### Exercise
Show all lines containing "crate" from the data below.

_____

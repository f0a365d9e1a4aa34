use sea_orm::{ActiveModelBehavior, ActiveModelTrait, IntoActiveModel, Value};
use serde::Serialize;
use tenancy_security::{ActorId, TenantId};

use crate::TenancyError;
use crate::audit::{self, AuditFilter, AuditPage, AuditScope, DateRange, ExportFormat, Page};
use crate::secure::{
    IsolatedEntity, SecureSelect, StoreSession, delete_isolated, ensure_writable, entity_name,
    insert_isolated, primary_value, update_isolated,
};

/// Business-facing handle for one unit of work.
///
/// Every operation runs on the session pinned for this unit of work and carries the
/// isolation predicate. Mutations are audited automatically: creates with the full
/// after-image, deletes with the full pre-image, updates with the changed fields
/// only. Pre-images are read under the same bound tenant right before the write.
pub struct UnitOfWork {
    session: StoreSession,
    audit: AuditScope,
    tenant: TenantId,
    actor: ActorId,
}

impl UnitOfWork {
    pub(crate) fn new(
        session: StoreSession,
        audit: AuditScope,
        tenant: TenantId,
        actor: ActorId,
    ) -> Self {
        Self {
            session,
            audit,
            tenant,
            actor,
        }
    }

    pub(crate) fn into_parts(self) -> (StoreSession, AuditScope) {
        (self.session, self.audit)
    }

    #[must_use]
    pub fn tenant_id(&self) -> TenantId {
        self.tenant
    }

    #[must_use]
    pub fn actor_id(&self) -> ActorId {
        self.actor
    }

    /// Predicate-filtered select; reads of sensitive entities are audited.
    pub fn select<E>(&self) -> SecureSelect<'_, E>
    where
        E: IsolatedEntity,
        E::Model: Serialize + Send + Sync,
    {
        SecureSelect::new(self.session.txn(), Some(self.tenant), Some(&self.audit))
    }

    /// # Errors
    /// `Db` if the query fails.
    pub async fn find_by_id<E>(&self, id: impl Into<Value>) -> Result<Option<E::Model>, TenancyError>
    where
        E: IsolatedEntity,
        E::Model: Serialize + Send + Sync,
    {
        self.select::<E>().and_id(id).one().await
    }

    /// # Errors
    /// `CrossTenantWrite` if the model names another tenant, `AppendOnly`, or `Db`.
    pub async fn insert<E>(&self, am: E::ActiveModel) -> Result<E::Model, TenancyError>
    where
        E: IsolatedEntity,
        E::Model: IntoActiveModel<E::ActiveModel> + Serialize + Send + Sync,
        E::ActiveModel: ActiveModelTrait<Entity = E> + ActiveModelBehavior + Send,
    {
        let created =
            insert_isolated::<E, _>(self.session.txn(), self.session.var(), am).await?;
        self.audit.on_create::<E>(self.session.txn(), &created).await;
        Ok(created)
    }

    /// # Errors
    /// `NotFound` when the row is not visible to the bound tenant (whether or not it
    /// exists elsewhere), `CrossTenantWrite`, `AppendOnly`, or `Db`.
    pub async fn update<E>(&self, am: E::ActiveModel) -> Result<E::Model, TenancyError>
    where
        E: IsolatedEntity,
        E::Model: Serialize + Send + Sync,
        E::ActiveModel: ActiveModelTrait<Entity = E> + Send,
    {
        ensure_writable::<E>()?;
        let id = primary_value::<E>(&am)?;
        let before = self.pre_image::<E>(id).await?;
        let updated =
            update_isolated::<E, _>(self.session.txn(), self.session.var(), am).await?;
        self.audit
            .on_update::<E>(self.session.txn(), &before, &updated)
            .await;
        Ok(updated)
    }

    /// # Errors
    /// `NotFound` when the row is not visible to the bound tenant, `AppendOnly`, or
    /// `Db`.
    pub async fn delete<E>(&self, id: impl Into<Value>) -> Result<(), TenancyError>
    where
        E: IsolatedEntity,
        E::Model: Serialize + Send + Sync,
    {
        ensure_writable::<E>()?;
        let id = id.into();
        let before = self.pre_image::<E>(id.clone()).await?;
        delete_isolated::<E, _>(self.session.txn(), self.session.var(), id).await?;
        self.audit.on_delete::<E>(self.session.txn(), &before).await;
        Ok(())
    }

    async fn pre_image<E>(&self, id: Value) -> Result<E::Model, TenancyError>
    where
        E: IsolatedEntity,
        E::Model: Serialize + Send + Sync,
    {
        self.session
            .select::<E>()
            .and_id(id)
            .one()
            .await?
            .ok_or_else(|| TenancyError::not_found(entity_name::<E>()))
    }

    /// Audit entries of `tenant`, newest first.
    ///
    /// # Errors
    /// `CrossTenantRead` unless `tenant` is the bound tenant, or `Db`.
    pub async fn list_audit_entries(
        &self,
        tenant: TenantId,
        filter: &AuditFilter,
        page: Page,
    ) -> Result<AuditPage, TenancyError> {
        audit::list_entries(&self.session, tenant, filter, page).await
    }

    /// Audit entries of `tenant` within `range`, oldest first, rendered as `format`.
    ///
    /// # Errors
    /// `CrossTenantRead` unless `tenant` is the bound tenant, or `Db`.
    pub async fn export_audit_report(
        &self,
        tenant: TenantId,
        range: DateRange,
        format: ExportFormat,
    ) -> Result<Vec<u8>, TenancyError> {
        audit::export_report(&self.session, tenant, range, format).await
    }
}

_____

### Solution to this task
use crate::TenancyError;
use crate::audit::{self, AuditFilter, AuditPage, AuditScope, DateRange, ExportFormat, Page};
use crate::secure::{
    pub(crate) fn new(
    pub(crate) fn into_parts(self) -> (StoreSession, AuditScope) {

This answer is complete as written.